Conclusions: We observed that surgical site infections due to P. aeruginosa are associated with a higher National Nosocomial Infections Surveillance risk index, poor outcomes, and lack of preoperative oral antibiotic prophylaxis. These findings can aid in establishing specific preventive measures and appropriate empirical antibiotic treatment.
Keywords: Colorectal cancer; Colorectal surgery; Healthcare-associated infection; Spain; Surgical site infection.

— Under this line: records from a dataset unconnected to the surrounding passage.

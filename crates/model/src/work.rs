//! Works: the aggregate bibliographic identity feed entries are built from.

use crate::edition::Edition;
use crate::identifier::Identifier;
use crate::license::LicensePool;
use time::OffsetDateTime;

/// Permanent identity of a [`Work`], assigned by the backing database.
#[derive(Debug, Clone, Copy, PartialEq, Eq, Hash, PartialOrd, Ord)]
pub struct WorkId(pub u64);

/// Intended audience classification.
#[derive(Debug, Clone, Copy, PartialEq, Eq, Hash)]
pub enum Audience {
    Children,
    YoungAdult,
    Adult,
    AdultsOnly,
    AllAges,
}

impl Audience {
    pub fn label(&self) -> &'static str {
        match self {
            Self::Children => "Children",
            Self::YoungAdult => "Young Adult",
            Self::Adult => "Adult",
            Self::AdultsOnly => "Adults Only",
            Self::AllAges => "All Ages",
        }
    }

    /// Whether a target-age range is meaningful for this audience.
    pub fn has_target_age(&self) -> bool {
        matches!(self, Self::Children | Self::YoungAdult)
    }
}

/// A genre assignment with the classification weight accumulated across
/// equivalent identifiers.
#[derive(Debug, Clone, PartialEq, Eq)]
pub struct Genre {
    pub name: String,
    pub weight: u32,
}

/// An appeal axis score (character, story, setting, language).
#[derive(Debug, Clone, PartialEq)]
pub struct Appeal {
    pub name: String,
    pub weight: f32,
}

/// Aggregate bibliographic identity for a title.
///
/// A work has exactly one presentation edition (when presentation has been
/// calculated at all), zero or more license pools, and the classification
/// and scoring data the annotators turn into categories and ratings.
#[derive(Debug, Clone, PartialEq)]
pub struct Work {
    pub id: WorkId,
    pub presentation_edition: Option<Edition>,
    pub license_pools: Vec<LicensePool>,
    pub fiction: Option<bool>,
    pub audience: Option<Audience>,
    /// Inclusive age range, only meaningful for children/YA audiences.
    pub target_age: Option<(u8, u8)>,
    pub genres: Vec<Genre>,
    pub appeals: Vec<Appeal>,
    /// 0.0..=1.0 internal quality score.
    pub quality: Option<f32>,
    /// 0.0..=1.0 normalized external rating.
    pub rating: Option<f32>,
    /// 0.0..=1.0 normalized popularity.
    pub popularity: Option<f32>,
    pub summary: Option<String>,
    /// Custom lists this work is a member of, by list id.
    pub custom_list_ids: Vec<u64>,
    pub last_update_time: OffsetDateTime,
}

impl Work {
    pub fn new(id: WorkId, presentation_edition: Edition) -> Self {
        Self {
            id,
            presentation_edition: Some(presentation_edition),
            license_pools: Vec::new(),
            fiction: None,
            audience: None,
            target_age: None,
            genres: Vec::new(),
            appeals: Vec::new(),
            quality: None,
            rating: None,
            popularity: None,
            summary: None,
            custom_list_ids: Vec::new(),
            last_update_time: OffsetDateTime::UNIX_EPOCH,
        }
    }

    /// Resolve which pool represents "the" pool for this work when no
    /// patron context applies: skip suppressed and superseded pools,
    /// prefer an unlimited (open-access/self-hosted) pool, otherwise the
    /// first pool that actually owns licenses.
    pub fn active_license_pool(&self) -> Option<&LicensePool> {
        let mut fallback = None;
        for pool in self.license_pools.iter().filter(|p| p.usable()) {
            if pool.unlimited() {
                return Some(pool);
            }
            if fallback.is_none() && pool.licenses_owned > 0 {
                fallback = Some(pool);
            }
        }
        fallback
    }

    /// The identifier a feed entry for this work is keyed by: the active
    /// pool's, else the presentation edition's primary identifier.
    pub fn identifier(&self) -> Option<&Identifier> {
        self.active_license_pool()
            .map(|pool| &pool.identifier)
            .or_else(|| self.presentation_edition.as_ref().map(|e| &e.primary_identifier))
    }
}
//! Feed responses and their HTTP cache metadata.

use time::Duration;

/// A finished document plus the metadata the web layer needs to serve it.
#[derive(Debug, Clone, PartialEq, Eq)]
pub struct FeedResponse {
    pub document: String,
    /// Value for the `Content-Type` header.
    pub media_type: &'static str,
    pub max_age: Duration,
    /// Whether the document depends on patron identity and must never be
    /// stored by a shared cache.
    pub private: bool,
}

impl FeedResponse {
    pub fn new(document: String, media_type: &'static str, max_age: Duration, private: bool) -> Self {
        Self { document, media_type, max_age, private }
    }

    /// Value for the `Cache-Control` header.
    pub fn cache_control(&self) -> String {
        let seconds = self.max_age.whole_seconds().max(0);
        if self.private {
            format!("private, max-age={seconds}")
        } else {
            format!("public, max-age={seconds}")
        }
    }
}

#[cfg(test)]
mod tests {
    use super::*;
    use crate::ns;

    #[test]
    fn test_cache_control_header() {
        let shared = FeedResponse::new(
            "<feed/>".to_string(),
            ns::mime::ACQUISITION_FEED,
            Duration::minutes(20),
            false,
        );
        assert_eq!(shared.cache_control(), "public, max-age=1200");

        let personal = FeedResponse::new("<entry/>".to_string(), ns::mime::ENTRY, Duration::ZERO, true);
        assert_eq!(personal.cache_control(), "private, max-age=0");
    }
}
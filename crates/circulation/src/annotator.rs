//! The patron-facing annotator: base bibliography plus everything
//! borrowing-related.

use crate::api::CirculationRegistry;
use crate::links::write_acquisition_links;
use crate::router::Router;
use folio_facets::{Facets, Pagination};
use folio_model::{Hold, Identifier, LaneSummary, LicensePool, Loan, Patron, Work, media_types};
use folio_opds::error::Result;
use folio_opds::{Annotator, AtomXml, SessionCache, WorkEntryContext, base};

/// Annotator for patron-facing feeds.
///
/// Without a patron it produces the impersonal view: borrow links shaped
/// by availability counts, no loan or hold state anywhere. With a patron
/// it becomes personalized, which also takes the whole-feed cache out of
/// the loop.
pub struct CirculationAnnotator {
    router: Router,
    registry: CirculationRegistry,
    patron: Option<Patron>,
    loans: Vec<Loan>,
    holds: Vec<Hold>,
    /// Adobe vendor id for `drm:licensor` tags. Absent when the library
    /// has no Adobe-protected collections.
    drm_vendor: Option<String>,
    library_name: String,
}

impl CirculationAnnotator {
    pub fn new(router: Router, registry: CirculationRegistry) -> Self {
        Self {
            router,
            registry,
            patron: None,
            loans: Vec::new(),
            holds: Vec::new(),
            drm_vendor: None,
            library_name: "All Books".to_string(),
        }
    }

    /// The personalized variant: the patron's active loans and holds shape
    /// every acquisition link and license tag.
    pub fn for_patron(
        router: Router,
        registry: CirculationRegistry,
        patron: Patron,
        loans: Vec<Loan>,
        holds: Vec<Hold>,
    ) -> Self {
        Self { patron: Some(patron), loans, holds, ..Self::new(router, registry) }
    }

    pub fn with_drm_vendor(mut self, vendor: impl Into<String>) -> Self {
        self.drm_vendor = Some(vendor.into());
        self
    }

    pub fn with_library_name(mut self, name: impl Into<String>) -> Self {
        self.library_name = name.into();
        self
    }

    fn loan_for(&self, identifier: &Identifier) -> Option<&Loan> {
        self.loans.iter().find(|loan| &loan.identifier == identifier)
    }

    fn hold_for(&self, identifier: &Identifier) -> Option<&Hold> {
        self.holds.iter().find(|hold| &hold.identifier == identifier)
    }

    /// Emit the `drm:licensor` tag carrying the patron's Adobe client
    /// token. Only meaningful when the patron holds a loan on an
    /// Adobe-protected pool; the token is derived once per feed build and
    /// memoized, since every Adobe entry in the feed shares it.
    fn write_licensor(
        &self,
        pool: &LicensePool,
        session: &SessionCache,
        xml: &mut AtomXml,
    ) -> Result<()> {
        let (Some(vendor), Some(patron)) = (&self.drm_vendor, &self.patron) else {
            return Ok(());
        };
        let adobe = pool
            .delivery_mechanisms
            .iter()
            .any(|m| m.drm_scheme.as_deref() == Some(media_types::ADOBE_DRM));
        if !adobe {
            return Ok(());
        }
        let Some(authorization) = &patron.authorization_identifier else {
            return Ok(());
        };
        let token = session.memoize(&format!("drm-client-token:{}", patron.id), || {
            format!("{vendor}|{authorization}")
        });
        xml.open("drm:licensor", &[("drm:vendor", vendor)])?;
        xml.text_element("drm:clientToken", &[], &token)?;
        xml.close("drm:licensor")
    }
}

impl Annotator for CirculationAnnotator {
    fn is_personalized(&self) -> bool {
        self.patron.is_some()
    }

    fn top_level_title(&self) -> String {
        self.library_name.clone()
    }

    fn patron_root_lane(&self) -> Option<LaneSummary> {
        self.patron.as_ref().and_then(|patron| patron.root_lane.clone())
    }

    fn permalink_for(&self, identifier: &Identifier) -> Option<String> {
        Some(self.router.permalink(identifier))
    }

    fn feed_url(&self, lane: &LaneSummary, facets: &Facets, pagination: &Pagination) -> Option<String> {
        Some(self.router.feed_url(lane, facets, pagination))
    }

    fn groups_url(&self, lane: Option<&LaneSummary>) -> Option<String> {
        Some(self.router.groups_url(lane))
    }

    fn search_url(&self, lane: &LaneSummary) -> Option<String> {
        Some(self.router.search_url(lane))
    }

    /// The pool tied to one of this patron's loans or holds wins over the
    /// default resolution, so a borrowed copy from a secondary collection
    /// is the one the entry describes.
    fn active_licensepool_for<'a>(&self, work: &'a Work) -> Option<&'a LicensePool> {
        work.license_pools
            .iter()
            .filter(|pool| pool.usable())
            .find(|pool| {
                self.loan_for(&pool.identifier).is_some() || self.hold_for(&pool.identifier).is_some()
            })
            .or_else(|| work.active_license_pool())
    }

    fn cover_links(&self, work: &Work) -> (Vec<String>, Vec<String>) {
        let (thumbnails, fulls) = base::cover_links(work);
        let rewrite = |urls: Vec<String>| urls.iter().map(|url| self.router.rewrite_cdn(url)).collect();
        (rewrite(thumbnails), rewrite(fulls))
    }

    fn annotate_work_entry(
        &self,
        ctx: &WorkEntryContext<'_>,
        session: &SessionCache,
        xml: &mut AtomXml,
    ) -> Result<()> {
        base::annotate_work_entry(self, ctx, xml)?;
        let Some(pool) = ctx.pool else {
            return Ok(());
        };
        let api = self.registry.api_for_license_pool(pool);
        let loan = self.loan_for(ctx.identifier);
        let hold = self.hold_for(ctx.identifier);
        write_acquisition_links(xml, &self.router, api, pool, ctx.identifier, loan, hold)?;
        if loan.is_some() {
            self.write_licensor(pool, session, xml)?;
        }
        Ok(())
    }
}

#[cfg(test)]
mod tests {
    use super::*;
    use folio_cache::MemoryFeedStore;
    use folio_model::{DataSource, DeliveryMechanism, Edition, Lane, LaneId, MemoryCatalog, WorkId};
    use folio_opds::AcquisitionFeed;
    use time::OffsetDateTime;

    fn make_test_work(id: u64, owned: u32, available: u32) -> Work {
        let identifier = Identifier::isbn(format!("978000000{id:04}"));
        let edition =
            Edition::new(identifier.clone(), DataSource::new("Overdrive"), format!("Work {id}"));
        let mut pool = LicensePool::new(identifier, DataSource::new("Overdrive"));
        pool.licenses_owned = owned;
        pool.licenses_available = available;
        pool.delivery_mechanisms =
            vec![DeliveryMechanism::new(1, media_types::EPUB, Some(media_types::ADOBE_DRM))];
        let mut work = Work::new(WorkId(id), edition);
        work.license_pools = vec![pool];
        work
    }

    fn make_test_annotator() -> CirculationAnnotator {
        CirculationAnnotator::new(Router::new("https://circ.example"), CirculationRegistry::new())
    }

    fn make_patron_annotator(work: &Work, with_loan: bool) -> CirculationAnnotator {
        let identifier = work.license_pools[0].identifier.clone();
        let mut patron = Patron::new(7);
        patron.authorization_identifier = Some("CARD-1234".to_string());
        let loans = with_loan
            .then(|| vec![Loan::new(identifier, OffsetDateTime::UNIX_EPOCH)])
            .unwrap_or_default();
        CirculationAnnotator::for_patron(
            Router::new("https://circ.example"),
            CirculationRegistry::new(),
            patron,
            loans,
            Vec::new(),
        )
    }

    #[tokio::test]
    async fn test_impersonal_feed_carries_borrow_links() {
        let work = make_test_work(1, 5, 5);
        let catalog = MemoryCatalog::new(vec![work]);
        let lane = Lane::new(LaneId(1), "Fiction");
        let annotator = make_test_annotator();
        let feed = AcquisitionFeed::new(&catalog, &annotator);
        let response =
            feed.page(&lane, &Facets::default(), &Pagination::default()).await.unwrap();

        assert!(response.document.contains("rel=\"http://opds-spec.org/acquisition/borrow\""));
        assert!(response.document.contains("<opds:availability status=\"available\"/>"));
        assert!(!response.document.contains("revoke"));
        assert!(!response.private);
    }

    #[tokio::test]
    async fn test_loan_produces_fulfill_revoke_and_licensor() {
        let work = make_test_work(2, 5, 5);
        let annotator = make_patron_annotator(&work, true).with_drm_vendor("VENDORID");
        let catalog = MemoryCatalog::new(vec![work]);
        let lane = Lane::new(LaneId(1), "Fiction");
        let feed = AcquisitionFeed::new(&catalog, &annotator);
        let response =
            feed.page(&lane, &Facets::default(), &Pagination::default()).await.unwrap();

        assert!(response.document.contains("rel=\"http://opds-spec.org/acquisition\""));
        assert!(response.document.contains("/fulfill/1\""));
        assert!(response.document.contains("rel=\"http://librarysimplified.org/terms/rel/revoke\""));
        assert!(response.document.contains("<drm:licensor drm:vendor=\"VENDORID\">"));
        assert!(response.document.contains("<drm:clientToken>VENDORID|CARD-1234</drm:clientToken>"));
        assert!(response.private);
    }

    #[tokio::test]
    async fn test_personalized_feed_bypasses_the_shared_store() {
        let work = make_test_work(3, 5, 5);
        let annotator = make_patron_annotator(&work, true);
        let catalog = MemoryCatalog::new(vec![work]);
        let lane = Lane::new(LaneId(1), "Fiction");
        let store = MemoryFeedStore::new();
        let feed = AcquisitionFeed::new(&catalog, &annotator).with_feed_store(&store);
        feed.page(&lane, &Facets::default(), &Pagination::default()).await.unwrap();
        assert!(store.is_empty());
    }

    #[tokio::test]
    async fn test_patron_pool_preference() {
        let mut work = make_test_work(4, 5, 5);
        // A second pool, open access, which the impersonal resolution
        // would prefer.
        let open = LicensePool::open_access(
            Identifier::isbn("9780000009998"),
            DataSource::new("Gutenberg"),
        );
        work.license_pools.push(open);
        let annotator = make_patron_annotator(&work, true);

        let active = annotator.active_licensepool_for(&work).unwrap();
        assert_eq!(active.data_source.name, "Overdrive");
        assert_eq!(
            make_test_annotator().active_licensepool_for(&work).unwrap().data_source.name,
            "Gutenberg",
        );
    }

    #[tokio::test]
    async fn test_unfulfillable_work_degrades_to_message_entry() {
        let mut work = make_test_work(5, 5, 5);
        work.license_pools[0].delivery_mechanisms =
            vec![DeliveryMechanism::opaque(1, media_types::FINDAWAY_DRM)];
        let urn = work.license_pools[0].identifier.urn();
        let annotator = make_test_annotator();
        let catalog = MemoryCatalog::new(vec![work.clone()]);
        let lane = Lane::new(LaneId(1), "Fiction");
        let feed = AcquisitionFeed::new(&catalog, &annotator);

        let page = feed.page(&lane, &Facets::default(), &Pagination::default()).await.unwrap();
        assert!(page.document.contains("<simplified:message>"));
        assert!(page.document.contains("<simplified:status_code>403</simplified:status_code>"));
        assert!(page.document.contains(&urn));

        let entry = feed.single_entry(&work).await.unwrap();
        assert!(entry.document.contains("<simplified:status_code>403</simplified:status_code>"));
        assert!(entry.private);
    }

    #[tokio::test]
    async fn test_hold_state_reaches_license_tags() {
        let work = make_test_work(6, 5, 0);
        let identifier = work.license_pools[0].identifier.clone();
        let mut annotator = make_patron_annotator(&work, false);
        annotator.holds = vec![Hold::new(identifier, OffsetDateTime::UNIX_EPOCH, Some(0))];
        let catalog = MemoryCatalog::new(vec![work]);
        let lane = Lane::new(LaneId(1), "Fiction");
        let feed = AcquisitionFeed::new(&catalog, &annotator);
        let response =
            feed.page(&lane, &Facets::default(), &Pagination::default()).await.unwrap();
        assert!(response.document.contains("status=\"ready\""));
        assert!(response.document.contains("<opds:holds total=\"1\" position=\"0\"/>"));
    }

    #[test]
    fn test_cover_links_are_rewritten_to_the_cdn() {
        let mut work = make_test_work(7, 5, 5);
        let edition = work.presentation_edition.as_mut().unwrap();
        edition.cover_url = Some("https://covers.internal/covers/7/full.jpg".to_string());
        edition.thumbnail_url = Some("https://covers.internal/covers/7/thumb.jpg".to_string());
        let annotator = CirculationAnnotator::new(
            Router::new("https://circ.example").with_cdn("https://cdn.example"),
            CirculationRegistry::new(),
        );
        let (thumbnails, fulls) = annotator.cover_links(&work);
        assert_eq!(thumbnails, vec!["https://cdn.example/covers/7/thumb.jpg"]);
        assert_eq!(fulls, vec!["https://cdn.example/covers/7/full.jpg"]);
    }
}
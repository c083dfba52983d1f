//! Value objects describing how a catalog view is sliced.
//!
//! A requested view of the catalog is fully described by two immutable
//! objects: [`Facets`] (sort order, availability filter, and the selected
//! [`EntryPoint`]) and [`Pagination`] (offset/size cursor). Both know how to
//! render themselves as a canonical query string, which doubles as the cache
//! key component for the feed store, and both produce navigated copies
//! (`with_*`, `next_page`, …) rather than mutating in place.

mod entrypoint;
mod facets;
mod pagination;

pub use crate::entrypoint::EntryPoint;
pub use crate::facets::{Availability, FacetLink, Facets, Order};
pub use crate::pagination::{DEFAULT_PAGE_SIZE, MAX_PAGE_SIZE, Pagination};
//! External identifiers and their URN forms.

use crate::error::{ErrorKind, Result};
use std::fmt;
use std::str::FromStr;

/// Prefix of the URN scheme used for identifier types that have no
/// standard URN form of their own. Part of the wire contract: the URN is
/// the Atom `<id>` of every entry, and clients treat it as opaque but
/// stable.
const URN_SCHEME: &str = "urn:librarysimplified.org/terms/id/";

/// The kind of external identifier a [`LicensePool`](crate::LicensePool)
/// or [`Edition`](crate::Edition) is keyed by.
#[derive(Debug, Clone, PartialEq, Eq, Hash)]
pub enum IdentifierType {
    Isbn,
    Uri,
    OverdriveId,
    GutenbergId,
    /// A vendor-specific identifier namespace, named by the vendor.
    Proprietary(String),
}

impl IdentifierType {
    /// Name used inside the `urn:librarysimplified.org` scheme.
    fn scheme_name(&self) -> &str {
        match self {
            Self::Isbn => "ISBN",
            Self::Uri => "URI",
            Self::OverdriveId => "Overdrive ID",
            Self::GutenbergId => "Gutenberg ID",
            Self::Proprietary(name) => name,
        }
    }
}

/// An external identifier (ISBN, URI, vendor id) with a canonical URN.
#[derive(Debug, Clone, PartialEq, Eq, Hash)]
pub struct Identifier {
    pub kind: IdentifierType,
    pub value: String,
}

impl Identifier {
    pub fn new(kind: IdentifierType, value: impl Into<String>) -> Self {
        Self { kind, value: value.into() }
    }

    pub fn isbn(value: impl Into<String>) -> Self {
        Self::new(IdentifierType::Isbn, value)
    }

    pub fn uri(value: impl Into<String>) -> Self {
        Self::new(IdentifierType::Uri, value)
    }

    /// Canonical URN, used verbatim as the Atom `<id>` of feed entries.
    ///
    /// ISBNs use the standard `urn:isbn:` scheme and URIs are their own
    /// URN; everything else is expressed in the
    /// `urn:librarysimplified.org/terms/id/` scheme with the type name
    /// percent-encoded.
    pub fn urn(&self) -> String {
        match &self.kind {
            IdentifierType::Isbn => format!("urn:isbn:{}", self.value),
            IdentifierType::Uri => self.value.clone(),
            kind => format!("{URN_SCHEME}{}/{}", encode(kind.scheme_name()), encode(&self.value)),
        }
    }
}

impl fmt::Display for Identifier {
    fn fmt(&self, f: &mut fmt::Formatter<'_>) -> fmt::Result {
        write!(f, "{}", self.urn())
    }
}

impl FromStr for Identifier {
    type Err = crate::error::Error;

    /// Parse a URN back into an identifier. The inverse of
    /// [`urn`](Identifier::urn) for every identifier this crate produces.
    fn from_str(urn: &str) -> Result<Self> {
        if let Some(isbn) = urn.strip_prefix("urn:isbn:") {
            return Ok(Self::isbn(isbn));
        }
        if urn.starts_with("http://") || urn.starts_with("https://") {
            return Ok(Self::uri(urn));
        }
        if let Some(rest) = urn.strip_prefix(URN_SCHEME)
            && let Some((scheme, value)) = rest.split_once('/')
        {
            let kind = match decode(scheme).as_str() {
                "Overdrive ID" => IdentifierType::OverdriveId,
                "Gutenberg ID" => IdentifierType::GutenbergId,
                "URI" => IdentifierType::Uri,
                "ISBN" => IdentifierType::Isbn,
                name => IdentifierType::Proprietary(name.to_string()),
            };
            return Ok(Self::new(kind, decode(value)));
        }
        exn::bail!(ErrorKind::UnknownUrnScheme(urn.to_string()));
    }
}

/// Minimal percent-encoding for the characters that actually occur in
/// identifier type names and values (spaces and the path separator).
fn encode(s: &str) -> String {
    s.replace('%', "%25").replace(' ', "%20").replace('/', "%2F")
}

fn decode(s: &str) -> String {
    s.replace("%2F", "/").replace("%20", " ").replace("%25", "%")
}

Conflict of interest statement
Ethics approval and consent to participate
This study was approved by the Ethics Committee at Hospital Universitari de Bellvitge (reference: PR305/15). As this study analysed data that is part of the VINCat program registry, and no individual data is published as well as no intervention is performed to patients, no individual consent to participate was required by the Ethics Committee at our institution. This study conformed to the ORION guidelines for reporting cohort studies [36].
Consent for publication
Not applicable.
Competing interests
The authors declare that they have no competing interests.